[Opening Supplied data section]

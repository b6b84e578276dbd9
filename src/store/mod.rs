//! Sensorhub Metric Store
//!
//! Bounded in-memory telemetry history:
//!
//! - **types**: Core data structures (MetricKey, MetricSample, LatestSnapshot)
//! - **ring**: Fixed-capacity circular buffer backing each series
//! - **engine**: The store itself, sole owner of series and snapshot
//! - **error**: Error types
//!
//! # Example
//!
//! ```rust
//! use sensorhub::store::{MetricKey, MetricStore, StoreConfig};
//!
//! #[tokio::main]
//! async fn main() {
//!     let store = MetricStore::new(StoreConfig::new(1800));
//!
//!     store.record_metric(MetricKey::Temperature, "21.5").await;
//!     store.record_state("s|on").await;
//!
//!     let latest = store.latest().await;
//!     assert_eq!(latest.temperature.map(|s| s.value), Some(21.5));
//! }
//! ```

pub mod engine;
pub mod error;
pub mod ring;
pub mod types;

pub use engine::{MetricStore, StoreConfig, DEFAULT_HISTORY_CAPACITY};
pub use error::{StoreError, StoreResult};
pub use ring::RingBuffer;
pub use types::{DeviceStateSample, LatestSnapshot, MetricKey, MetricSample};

[Closing Supplied data section]
[Opening Supplied data section]

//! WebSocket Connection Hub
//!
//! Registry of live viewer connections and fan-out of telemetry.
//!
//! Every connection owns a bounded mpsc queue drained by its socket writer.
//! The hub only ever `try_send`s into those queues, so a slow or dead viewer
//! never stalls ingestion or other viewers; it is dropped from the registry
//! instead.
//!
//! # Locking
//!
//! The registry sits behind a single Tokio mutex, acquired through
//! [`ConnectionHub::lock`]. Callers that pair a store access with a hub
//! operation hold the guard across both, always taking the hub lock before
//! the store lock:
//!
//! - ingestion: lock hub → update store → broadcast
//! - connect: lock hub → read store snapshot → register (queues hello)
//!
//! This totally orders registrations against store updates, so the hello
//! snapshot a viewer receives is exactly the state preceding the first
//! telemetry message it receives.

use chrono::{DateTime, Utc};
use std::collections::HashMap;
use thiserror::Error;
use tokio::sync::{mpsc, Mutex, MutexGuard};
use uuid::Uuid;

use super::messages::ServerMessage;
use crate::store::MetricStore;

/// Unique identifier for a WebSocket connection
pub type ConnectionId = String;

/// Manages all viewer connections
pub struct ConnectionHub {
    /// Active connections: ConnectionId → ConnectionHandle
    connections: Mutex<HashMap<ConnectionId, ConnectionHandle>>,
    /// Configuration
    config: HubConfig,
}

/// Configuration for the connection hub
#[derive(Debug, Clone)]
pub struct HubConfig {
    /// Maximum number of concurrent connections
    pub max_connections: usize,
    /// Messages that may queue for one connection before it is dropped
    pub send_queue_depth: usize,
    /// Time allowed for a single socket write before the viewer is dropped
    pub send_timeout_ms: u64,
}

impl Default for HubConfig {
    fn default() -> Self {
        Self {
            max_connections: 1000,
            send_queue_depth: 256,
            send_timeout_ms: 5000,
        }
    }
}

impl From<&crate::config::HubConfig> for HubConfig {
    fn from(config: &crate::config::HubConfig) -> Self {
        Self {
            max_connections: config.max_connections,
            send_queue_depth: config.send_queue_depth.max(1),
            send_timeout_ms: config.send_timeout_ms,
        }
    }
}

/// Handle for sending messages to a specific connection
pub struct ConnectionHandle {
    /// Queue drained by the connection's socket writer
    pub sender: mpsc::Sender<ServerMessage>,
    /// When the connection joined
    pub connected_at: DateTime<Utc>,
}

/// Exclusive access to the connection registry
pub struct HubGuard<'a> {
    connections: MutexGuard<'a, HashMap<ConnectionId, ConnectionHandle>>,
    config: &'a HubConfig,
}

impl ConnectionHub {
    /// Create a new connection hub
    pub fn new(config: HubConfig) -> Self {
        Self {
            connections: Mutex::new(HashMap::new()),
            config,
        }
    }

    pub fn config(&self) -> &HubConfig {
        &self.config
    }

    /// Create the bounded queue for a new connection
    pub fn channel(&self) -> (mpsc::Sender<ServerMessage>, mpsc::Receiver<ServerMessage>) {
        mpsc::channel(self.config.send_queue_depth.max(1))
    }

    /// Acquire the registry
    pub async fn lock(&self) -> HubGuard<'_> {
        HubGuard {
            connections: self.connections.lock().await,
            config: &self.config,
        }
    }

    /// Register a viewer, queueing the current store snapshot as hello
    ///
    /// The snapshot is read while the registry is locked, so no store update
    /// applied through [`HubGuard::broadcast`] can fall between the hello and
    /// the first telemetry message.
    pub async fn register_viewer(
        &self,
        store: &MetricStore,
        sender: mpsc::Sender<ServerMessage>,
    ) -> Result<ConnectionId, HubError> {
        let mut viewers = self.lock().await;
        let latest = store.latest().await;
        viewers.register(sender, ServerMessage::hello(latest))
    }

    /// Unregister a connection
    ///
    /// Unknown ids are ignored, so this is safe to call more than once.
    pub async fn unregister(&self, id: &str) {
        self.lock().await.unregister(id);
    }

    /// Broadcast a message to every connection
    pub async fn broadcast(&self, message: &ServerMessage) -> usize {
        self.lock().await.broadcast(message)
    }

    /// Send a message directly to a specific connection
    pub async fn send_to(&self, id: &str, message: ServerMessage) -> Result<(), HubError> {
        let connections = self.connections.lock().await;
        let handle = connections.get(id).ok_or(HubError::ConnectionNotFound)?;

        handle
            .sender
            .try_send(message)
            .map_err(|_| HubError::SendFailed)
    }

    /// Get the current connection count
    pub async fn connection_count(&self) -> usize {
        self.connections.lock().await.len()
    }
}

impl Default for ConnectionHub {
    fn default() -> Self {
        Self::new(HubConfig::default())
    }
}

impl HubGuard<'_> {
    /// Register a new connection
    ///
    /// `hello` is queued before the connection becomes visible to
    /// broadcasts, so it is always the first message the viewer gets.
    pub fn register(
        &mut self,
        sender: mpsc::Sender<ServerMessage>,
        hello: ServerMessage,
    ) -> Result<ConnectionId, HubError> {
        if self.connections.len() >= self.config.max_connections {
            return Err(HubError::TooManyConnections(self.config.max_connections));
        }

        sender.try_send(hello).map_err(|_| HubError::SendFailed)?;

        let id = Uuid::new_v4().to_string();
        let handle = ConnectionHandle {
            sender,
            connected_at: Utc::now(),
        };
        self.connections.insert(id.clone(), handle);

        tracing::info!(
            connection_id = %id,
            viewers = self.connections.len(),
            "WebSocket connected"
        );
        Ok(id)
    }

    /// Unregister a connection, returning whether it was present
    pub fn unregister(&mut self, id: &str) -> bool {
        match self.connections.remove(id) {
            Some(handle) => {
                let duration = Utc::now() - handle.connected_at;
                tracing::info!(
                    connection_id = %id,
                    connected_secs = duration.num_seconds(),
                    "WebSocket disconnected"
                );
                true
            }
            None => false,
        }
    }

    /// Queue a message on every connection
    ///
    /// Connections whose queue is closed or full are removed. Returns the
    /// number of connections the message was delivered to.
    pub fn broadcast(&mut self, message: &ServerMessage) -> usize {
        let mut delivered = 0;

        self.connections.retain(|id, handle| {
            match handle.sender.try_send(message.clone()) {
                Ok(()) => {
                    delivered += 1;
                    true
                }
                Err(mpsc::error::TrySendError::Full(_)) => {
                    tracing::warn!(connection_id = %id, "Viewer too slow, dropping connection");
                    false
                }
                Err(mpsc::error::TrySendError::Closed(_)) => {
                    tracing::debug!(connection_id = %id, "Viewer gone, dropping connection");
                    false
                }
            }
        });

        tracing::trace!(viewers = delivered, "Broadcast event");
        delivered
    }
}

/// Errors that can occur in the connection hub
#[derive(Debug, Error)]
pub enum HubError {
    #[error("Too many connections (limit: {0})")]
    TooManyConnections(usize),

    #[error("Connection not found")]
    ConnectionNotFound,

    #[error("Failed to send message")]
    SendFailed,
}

[Closing Supplied data section]

**Your objective:** Above are the records; report each line in them that includes the word "StoreConfig".

**Result:**
//! use sensorhub::store::{MetricKey, MetricStore, StoreConfig};
//!     let store = MetricStore::new(StoreConfig::new(1800));
pub use engine::{MetricStore, StoreConfig, DEFAULT_HISTORY_CAPACITY};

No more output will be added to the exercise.